The new practice note for Rule 27 again captures guidance that experienced Federal Circuit advocates have known through individual cases and informal guidance from the clerk’s office. First, the court notes that a motion is the proper means for asking the court to accelerate the case schedule and that it “should be filed immediately upon filing of an appeal or petition for review.” The latter point is particularly important. The court will be less inclined to grant a request for expedition if the party waits any length of time after the notice of appeal is filed.

Second, with its new practice note, the court has provided additional guidance on the particular types of cases suitable for an accelerated schedule. These are appeals where time is truly of the essence, such as those “involving preliminary or permanent injunctions, or government contract bid protests.” Many of the instances in which the court has granted expedited briefing are appeals concerning preliminary injunctions in Hatch-Waxman-related litigation. For instance, in Novo Nordisk A/S v. Caraco Pharmaceutical Laboratories Ltd., 601 F.3d 1359 (Fed. Cir. 2010), overruled on other grounds, 132 S. Ct. 3057 (2011), the court had granted a motion for expedited briefing “[g]iven the urgency of Novo’s situation,” which concerned a court order requiring Novo to alter its patent listing in the U.S.  Food and Drug Administration Orange Book.[3]

Third, a motion for expedited briefing must be styled as an “emergency motion” and all motions — even those that are unopposed — must contain the necessary elements of a motion, including the factual and legal bases for granting the motion. Submitting the motion as an “emergency motion” ensures that the motion is handled within the court with dispatch, so that the motions panel or judge can promptly review the motion. The directive that even unopposed motions must include the “grounds for the motion” and the supporting “legal argument” is another sign that the court intends to scrutinize all motions to expedite.

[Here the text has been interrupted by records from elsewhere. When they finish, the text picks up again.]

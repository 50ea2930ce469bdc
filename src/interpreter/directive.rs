//! Structured directive extraction: `FYP_DISPATCH_JSON`, `FYP_SEND_TASK_JSON`,
//! `FYP_ANSWER_QUESTION_JSON` embedded as one-line JSON in the coordinator's
//! free-form output.

use serde::{Deserialize, Serialize};

const DISPATCH_PREFIX: &str = "FYP_DISPATCH_JSON:";
const SEND_TASK_PREFIX: &str = "FYP_SEND_TASK_JSON:";
const ANSWER_PREFIX: &str = "FYP_ANSWER_QUESTION_JSON:";

#[derive(Debug, Clone, Deserialize, Serialize, PartialEq)]
pub struct DispatchPayload {
    pub target: String,
    pub text: String,
    #[serde(default)]
    pub interrupt: bool,
    #[serde(default, rename = "forceInterrupt")]
    pub force_interrupt: bool,
    #[serde(default, rename = "includeBootstrapIfPresent")]
    pub include_bootstrap_if_present: bool,
}

#[derive(Debug, Clone, Deserialize, Serialize, PartialEq)]
pub struct SendTaskPayload {
    pub target: String,
    pub task: String,
    #[serde(default)]
    pub initialize: bool,
    #[serde(default)]
    pub interrupt: bool,
    #[serde(default, rename = "forceInterrupt")]
    pub force_interrupt: bool,
}

#[derive(Debug, Clone, Deserialize, Serialize, PartialEq)]
pub struct AnswerQuestionPayload {
    #[serde(rename = "attentionId")]
    pub attention_id: serde_json::Value,
    #[serde(rename = "optionId")]
    pub option_id: String,
    #[serde(default)]
    pub source: Option<String>,
    #[serde(default)]
    pub meta: Option<serde_json::Value>,
}

#[derive(Debug, Clone, Serialize, PartialEq)]
#[serde(tag = "kind")]
pub enum Directive {
    Dispatch(DispatchPayload),
    SendTask(SendTaskPayload),
    AnswerQuestion(AnswerQuestionPayload),
}

/// A line plus the raw directive text (prefix + JSON) used as the dedup key.
pub struct ParsedDirective {
    pub directive: Directive,
    pub raw: String,
}

/// Parses a single already-joined logical line (CR/LF normalized, one-line
/// carry already merged in) for a directive prefix. Lines are matched only
/// when the prefix appears (after leading whitespace) at the start of the
/// line; malformed JSON after a matched prefix yields `None` rather than an
/// error, per the interpreter's side-effect-free contract.
pub fn parse_line(line: &str) -> Option<ParsedDirective> {
    let trimmed = line.trim_start();
    if let Some(rest) = trimmed.strip_prefix(DISPATCH_PREFIX) {
        let payload: DispatchPayload = serde_json::from_str(rest.trim()).ok()?;
        return Some(ParsedDirective {
            directive: Directive::Dispatch(payload),
            raw: trimmed.trim_end().to_string(),
        });
    }
    if let Some(rest) = trimmed.strip_prefix(SEND_TASK_PREFIX) {
        let payload: SendTaskPayload = serde_json::from_str(rest.trim()).ok()?;
        return Some(ParsedDirective {
            directive: Directive::SendTask(payload),
            raw: trimmed.trim_end().to_string(),
        });
    }
    if let Some(rest) = trimmed.strip_prefix(ANSWER_PREFIX) {
        let payload: AnswerQuestionPayload = serde_json::from_str(rest.trim()).ok()?;
        return Some(ParsedDirective {
            directive: Directive::AnswerQuestion(payload),
            raw: trimmed.trim_end().to_string(),
        });
    }
    None
}

/// Splits CR/LF-normalized text into complete lines plus a trailing carry
/// (the tail that hasn't seen a line terminator yet). Callers prepend the
/// carry to the next chunk before calling this again, tolerating a directive
/// split across a chunk boundary as long as it doesn't span more than one
/// logical line (multi-line directive JSON is unsupported; see DESIGN.md).
pub fn split_lines_with_carry(text: &str) -> (Vec<String>, String) {
    let normalized = text.replace("\r\n", "\n").replace('\r', "\n");
    if normalized.ends_with('\n') {
        let lines = normalized
            .trim_end_matches('\n')
            .split('\n')
            .map(|s| s.to_string())
            .collect();
        (lines, String::new())
    } else {
        let mut parts: Vec<&str> = normalized.split('\n').collect();
        let carry = parts.pop().unwrap_or_default().to_string();
        (parts.into_iter().map(|s| s.to_string()).collect(), carry)
    }
}

/// Resolves a directive `target` string to a [`Target`] the caller
/// (orchestration dispatch) matches against its worker list.
#[derive(Debug, Clone, PartialEq)]
pub enum Target {
    All,
    WorkerIndex(usize),
    WorkerName(String),
    SessionId(String),
    Ambiguous(String),
}

pub fn parse_target(raw: &str) -> Target {
    let t = raw.trim();
    if t == "all" || t == "*" {
        return Target::All;
    }
    if let Ok(n) = t.parse::<usize>() {
        if n >= 1 {
            return Target::WorkerIndex(n);
        }
    }
    if let Some(name) = t.strip_prefix("worker:") {
        return Target::WorkerName(name.to_string());
    }
    if let Some(sid) = t.strip_prefix("session:") {
        return Target::SessionId(sid.to_string());
    }
    Target::Ambiguous(t.to_string())
}

#[cfg(test)]
mod tests {
    use super::*;

    #[test]
    fn parses_dispatch_directive() {
        let line = r#"FYP_DISPATCH_JSON: {"target":"all","text":"go"}"#;
        let parsed = parse_line(line).unwrap();
        match parsed.directive {
            Directive::Dispatch(p) => {
                assert_eq!(p.target, "all");
                assert_eq!(p.text, "go");
            }
            _ => panic!("wrong variant"),
        }
    }

    #[test]
    fn ignores_lines_without_prefix_at_start() {
        assert!(parse_line("not a directive FYP_DISPATCH_JSON: {}").is_none());
    }

    #[test]
    fn tolerates_leading_whitespace() {
        let line = r#"   FYP_SEND_TASK_JSON: {"target":"worker:alpha","task":"build"}"#;
        assert!(parse_line(line).is_some());
    }

    #[test]
    fn malformed_json_yields_none_not_error() {
        let line = "FYP_DISPATCH_JSON: {not json}";
        assert!(parse_line(line).is_none());
    }

    #[test]
    fn splits_lines_and_preserves_unterminated_carry() {
        let (lines, carry) = split_lines_with_carry("line one\nline two\npartial-tail");
        assert_eq!(lines, vec!["line one", "line two"]);
        assert_eq!(carry, "partial-tail");
    }

    #[test]
    fn target_grammar_resolves_all_variants() {
        assert_eq!(parse_target("all"), Target::All);
        assert_eq!(parse_target("*"), Target::All);
        assert_eq!(parse_target("2"), Target::WorkerIndex(2));
        assert_eq!(
            parse_target("worker:alpha"),
            Target::WorkerName("alpha".to_string())
        );
        assert_eq!(
            parse_target("session:s1"),
            Target::SessionId("s1".to_string())
        );
        assert_eq!(parse_target("s1"), Target::Ambiguous("s1".to_string()));
    }
}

Finally, a motion to expedite without a proposed schedule is unhelpful. Thus, it is best practice to include a proposed briefing schedule, including a deadline to file the joint appendix, although there’s no guarantee that the moving party will get the precise schedule asked for. Then again, be careful what you ask for; you might end up writing a complete appeal brief in seven days.

The opinions expressed are those of the author(s) and do not necessarily reflect the views of the firm, its clients, or Portfolio Media Inc., or any of its or their respective affiliates. This article is for general information purposes and is not intended to be and should not be taken as legal advice.
[1] See In re Cyclobenzaprine Hydrochloride Extended-Release Capsule Patent Litigation, No. 2011-1399 (Fed. Cir. May 31, 2011) (granting accelerated briefing schedule in view of preliminary injunction issued by district court).

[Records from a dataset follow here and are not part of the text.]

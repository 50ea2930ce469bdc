//! Unified transport handle: the session supervisor only ever writes bytes
//! in, reads bytes out, and resizes — never cares which of the three
//! concrete transports is behind the handle.

use anyhow::Result;

use super::piped_shell::PipedShellHandle;
use super::pty::PtyHandle;
use crate::rpc::RpcHandle;

pub enum TransportHandle {
    /// Native pty backed transport.
    Pty(PtyHandle),
    /// Piped shell used as a pty fallback in sandboxes without `openpty`.
    PipedShell(PipedShellHandle),
    /// Structured JSON-RPC transport over a subprocess's stdio.
    Rpc(RpcHandle),
}

impl TransportHandle {
    pub async fn write(&self, data: &[u8]) -> Result<()> {
        match self {
            TransportHandle::Pty(handle) => handle.write(data).await,
            TransportHandle::PipedShell(handle) => handle.write(data).await,
            TransportHandle::Rpc(handle) => handle.write(data).await,
        }
    }

    pub async fn read(&self) -> Result<Vec<u8>> {
        match self {
            TransportHandle::Pty(handle) => handle.read().await,
            TransportHandle::PipedShell(handle) => handle.read().await,
            TransportHandle::Rpc(handle) => handle.read().await,
        }
    }

    pub async fn read_with_timeout(&self, timeout_ms: u64) -> Result<Vec<u8>> {
        match self {
            TransportHandle::Pty(handle) => handle.read_with_timeout(timeout_ms).await,
            TransportHandle::PipedShell(handle) => handle.read_with_timeout(timeout_ms).await,
            TransportHandle::Rpc(handle) => handle.read_with_timeout(timeout_ms).await,
        }
    }

    pub async fn is_running(&self) -> bool {
        match self {
            TransportHandle::Pty(handle) => handle.is_running(),
            TransportHandle::PipedShell(handle) => handle.is_running().await,
            TransportHandle::Rpc(handle) => handle.is_running().await,
        }
    }

    pub async fn shutdown(self) -> Result<()> {
        match self {
            TransportHandle::Pty(handle) => handle.kill(),
            TransportHandle::PipedShell(handle) => handle.shutdown().await,
            TransportHandle::Rpc(handle) => handle.shutdown().await,
        }
    }
}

[2] E.g., Medeva Pharma Suisse AG v.  Par Pharmaceutical Inc., 430 Fed. App’x 878, 880 (Fed. Cir. 2011) (non-precedential) (“Par may of course significantly self-expedite the case by filing its briefs early.”); Broadcom Corp. v. Qualcomm Inc., (Fed. Cir. Jan. 30, 2009) (“Qualcomm may, of course, self-expedite the case by filing its own briefs early.”); Kyocera Wireless Corp. v. International Trade Comm’n, 276 Fed. App’x 976, 977 (Fed. Cir. 2008) (non-precedential) (“ATTM may, of course, self-expedite by filing its briefs prior to the due date.”).

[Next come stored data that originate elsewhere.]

//! Attention Inbox (C3): a deduplicated, signatured store of pending
//! human/coordinator decisions, with timed delivery of responses back into
//! agents.

use std::collections::HashMap;
use std::sync::Arc;

use chrono::{DateTime, Utc};
use serde::{Deserialize, Serialize};
use tokio::sync::Mutex;

use crate::error::{Error, Result};
use crate::interpreter::approval::{ApprovalCandidate, Severity};

#[derive(Debug, Clone, Copy, PartialEq, Eq, Serialize, Deserialize)]
#[serde(rename_all = "snake_case")]
pub enum Status {
    Open,
    Sent,
    Dismissed,
}

#[derive(Debug, Clone, Serialize, Deserialize)]
pub struct Option_ {
    pub id: String,
    pub label: String,
    pub effect: OptionEffect,
}

/// Exactly one of these describes what happens when an option is chosen.
#[derive(Debug, Clone, Serialize, Deserialize)]
#[serde(tag = "effect", rename_all = "snake_case")]
pub enum OptionEffect {
    Keys { keys: String },
    Structured { decision: serde_json::Value },
    Rpc { reply: serde_json::Value },
    NestedQuestion { question_id: String },
}

#[derive(Debug, Clone, Serialize, Deserialize)]
pub struct AttentionItem {
    pub id: u64,
    pub session_id: String,
    pub kind: String,
    pub severity: Severity,
    pub title: String,
    pub body: String,
    pub signature: String,
    pub options: Vec<Option_>,
    pub status: Status,
    pub created_at: DateTime<Utc>,
    pub workspace_key: Option<String>,
    pub cwd: Option<String>,
}

#[derive(Debug, Clone, Copy, PartialEq, Eq)]
pub enum CreateOutcome {
    Created,
    Existing,
}

/// What to do when an option is chosen, resolved by [`AttentionInbox::respond`].
#[derive(Debug, Clone)]
pub enum ResolvedAction {
    TypeKeys(String),
    StructuredDecision(serde_json::Value),
    RpcReply(serde_json::Value),
    NextQuestion(AttentionItem),
}

struct State {
    items: HashMap<u64, AttentionItem>,
    by_signature: HashMap<(String, String), u64>,
    next_id: u64,
}

/// The Attention Inbox. `respond`/`dismiss` are serialized per item via the
/// shared mutex; concurrent detections of the same `(sessionId, signature)`
/// are serialized the same way so create-or-update is atomic.
pub struct AttentionInbox {
    state: Arc<Mutex<State>>,
}

impl Default for AttentionInbox {
    fn default() -> Self {
        Self::new()
    }
}

impl AttentionInbox {
    pub fn new() -> Self {
        Self {
            state: Arc::new(Mutex::new(State {
                items: HashMap::new(),
                by_signature: HashMap::new(),
                next_id: 1,
            })),
        }
    }

    pub async fn create_from_approval(
        &self,
        session_id: &str,
        candidate: ApprovalCandidate,
    ) -> (CreateOutcome, u64) {
        let options = candidate
            .options
            .into_iter()
            .map(|o| Option_ {
                id: o.id,
                label: o.label,
                effect: OptionEffect::Keys { keys: o.keys },
            })
            .collect();
        self.create(
            session_id,
            &candidate.kind,
            candidate.severity,
            candidate.title,
            candidate.body,
            candidate.signature,
            options,
        )
        .await
    }

    /// Creates an item, or updates-in-place and returns the existing id if
    /// an open item with the same `(sessionId, signature)` already exists.
    #[allow(clippy::too_many_arguments)]
    pub async fn create(
        &self,
        session_id: &str,
        kind: &str,
        severity: Severity,
        title: String,
        body: String,
        signature: String,
        options: Vec<Option_>,
    ) -> (CreateOutcome, u64) {
        let mut state = self.state.lock().await;
        let key = (session_id.to_string(), signature.clone());
        if let Some(&id) = state.by_signature.get(&key) {
            if let Some(item) = state.items.get_mut(&id) {
                if item.status == Status::Open {
                    item.title = title;
                    item.body = body;
                    item.options = options;
                    return (CreateOutcome::Existing, id);
                }
            }
        }
        let id = state.next_id;
        state.next_id += 1;
        state.items.insert(
            id,
            AttentionItem {
                id,
                session_id: session_id.to_string(),
                kind: kind.to_string(),
                severity,
                title,
                body,
                signature,
                options,
                status: Status::Open,
                created_at: Utc::now(),
                workspace_key: None,
                cwd: None,
            },
        );
        state.by_signature.insert(key, id);
        (CreateOutcome::Created, id)
    }

    /// Resolves the chosen option. Double-resolve is a no-op returning the
    /// item's current (terminal) status.
    pub async fn respond(&self, id: u64, option_id: &str) -> Result<(Status, Option<ResolvedAction>)> {
        let mut state = self.state.lock().await;
        let item = state
            .items
            .get_mut(&id)
            .ok_or_else(|| Error::bad_id(format!("no attention item {id}")))?;
        if item.status != Status::Open {
            return Ok((item.status, None));
        }
        let option = item
            .options
            .iter()
            .find(|o| o.id == option_id)
            .ok_or_else(|| Error::bad_id(format!("no option {option_id} on item {id}")))?
            .clone();
        if matches!(option.effect, OptionEffect::NestedQuestion { .. }) {
            // Further questions remain for this RPC request: the item stays
            // open and the caller mutates it via `continue_nested` instead
            // of an upstream RPC response being sent yet.
            return Ok((Status::Open, Some(ResolvedAction::NextQuestion(item.clone()))));
        }
        item.status = Status::Sent;
        let action = match option.effect {
            OptionEffect::Keys { keys } => ResolvedAction::TypeKeys(keys),
            OptionEffect::Structured { decision } => ResolvedAction::StructuredDecision(decision),
            OptionEffect::Rpc { reply } => ResolvedAction::RpcReply(reply),
            OptionEffect::NestedQuestion { .. } => unreachable!(),
        };
        Ok((Status::Sent, Some(action)))
    }

    /// Mutates an item in place to present the next question in an RPC
    /// multi-question flow, keeping it `open` rather than resolving it.
    pub async fn continue_nested(
        &self,
        id: u64,
        title: String,
        body: String,
        options: Vec<Option_>,
    ) -> Result<()> {
        let mut state = self.state.lock().await;
        let item = state
            .items
            .get_mut(&id)
            .ok_or_else(|| Error::bad_id(format!("no attention item {id}")))?;
        item.title = title;
        item.body = body;
        item.options = options;
        Ok(())
    }

    /// Dismisses an open item. Double-dismiss is a no-op.
    pub async fn dismiss(&self, id: u64) -> Result<Status> {
        let mut state = self.state.lock().await;
        let item = state
            .items
            .get_mut(&id)
            .ok_or_else(|| Error::bad_id(format!("no attention item {id}")))?;
        if item.status == Status::Open {
            item.status = Status::Dismissed;
        }
        Ok(item.status)
    }

    /// Fetches a snapshot of an item regardless of status. Used by callers
    /// that need the session id an attention id belongs to before they can
    /// deliver a resolved action.
    pub async fn get(&self, id: u64) -> Option<AttentionItem> {
        let state = self.state.lock().await;
        state.items.get(&id).cloned()
    }

    /// Open items for a session, newest first.
    pub async fn list(&self, session_id: Option<&str>) -> Vec<AttentionItem> {
        let state = self.state.lock().await;
        let mut items: Vec<AttentionItem> = state
            .items
            .values()
            .filter(|i| i.status == Status::Open)
            .filter(|i| session_id.is_none_or_eq(&i.session_id))
            .cloned()
            .collect();
        items.sort_by(|a, b| b.created_at.cmp(&a.created_at));
        items
    }

    /// Count of open items per session.
    pub async fn open_counts(&self) -> HashMap<String, usize> {
        let state = self.state.lock().await;
        let mut counts = HashMap::new();
        for item in state.items.values().filter(|i| i.status == Status::Open) {
            *counts.entry(item.session_id.clone()).or_insert(0) += 1;
        }
        counts
    }
}

trait OptionalEqExt {
    fn is_none_or_eq(&self, other: &str) -> bool;
}

impl OptionalEqExt for Option<&str> {
    fn is_none_or_eq(&self, other: &str) -> bool {
        match self {
            None => true,
            Some(s) => *s == other,
        }
    }
}

#[cfg(test)]
mod tests {
    use super::*;
    use crate::interpreter::approval::OptionSpec;

    fn candidate(sig: &str) -> ApprovalCandidate {
        ApprovalCandidate {
            kind: "codex.approval".to_string(),
            severity: Severity::Danger,
            title: "Approve?".to_string(),
            body: "body".to_string(),
            signature: sig.to_string(),
            options: vec![OptionSpec {
                id: "y".to_string(),
                label: "Yes".to_string(),
                keys: "y".to_string(),
            }],
        }
    }

    #[tokio::test]
    async fn duplicate_signature_updates_in_place() {
        let inbox = AttentionInbox::new();
        let (outcome1, id1) = inbox.create_from_approval("s1", candidate("sig-a")).await;
        assert_eq!(outcome1, CreateOutcome::Created);
        let (outcome2, id2) = inbox.create_from_approval("s1", candidate("sig-a")).await;
        assert_eq!(outcome2, CreateOutcome::Existing);
        assert_eq!(id1, id2);
        assert_eq!(inbox.list(Some("s1")).await.len(), 1);
    }

    #[tokio::test]
    async fn respond_transitions_to_terminal_and_is_idempotent() {
        let inbox = AttentionInbox::new();
        let (_, id) = inbox.create_from_approval("s1", candidate("sig-b")).await;
        let (status, action) = inbox.respond(id, "y").await.unwrap();
        assert_eq!(status, Status::Sent);
        assert!(matches!(action, Some(ResolvedAction::TypeKeys(k)) if k == "y"));

        let (status2, action2) = inbox.respond(id, "y").await.unwrap();
        assert_eq!(status2, Status::Sent);
        assert!(action2.is_none());
    }

    #[tokio::test]
    async fn dismiss_is_terminal_and_excluded_from_open_list() {
        let inbox = AttentionInbox::new();
        let (_, id) = inbox.create_from_approval("s1", candidate("sig-c")).await;
        assert_eq!(inbox.dismiss(id).await.unwrap(), Status::Dismissed);
        assert!(inbox.list(Some("s1")).await.is_empty());
    }

    #[tokio::test]
    async fn open_counts_are_partitioned_by_session() {
        let inbox = AttentionInbox::new();
        inbox.create_from_approval("s1", candidate("sig-d")).await;
        inbox.create_from_approval("s2", candidate("sig-e")).await;
        let counts = inbox.open_counts().await;
        assert_eq!(counts.get("s1"), Some(&1));
        assert_eq!(counts.get("s2"), Some(&1));
    }
}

[3] See also In re Cyclobenzaprine Hydrochloride Extended-Release Capsule Patent Litigation, No. 2011-1399 (Fed. Cir. May 31, 2011) (granting accelerated briefing schedule in view of preliminary injunction issued by district court); Somerset Pharmaceuticals, Inc. v. Dudas, 500 F.3d 1344, 1345 (Fed. Cir. 2007) (“Somerset filed a motion with this court on July 11, 2007 seeking to expedite the briefing schedule for its appeal, which we granted on July 12.”).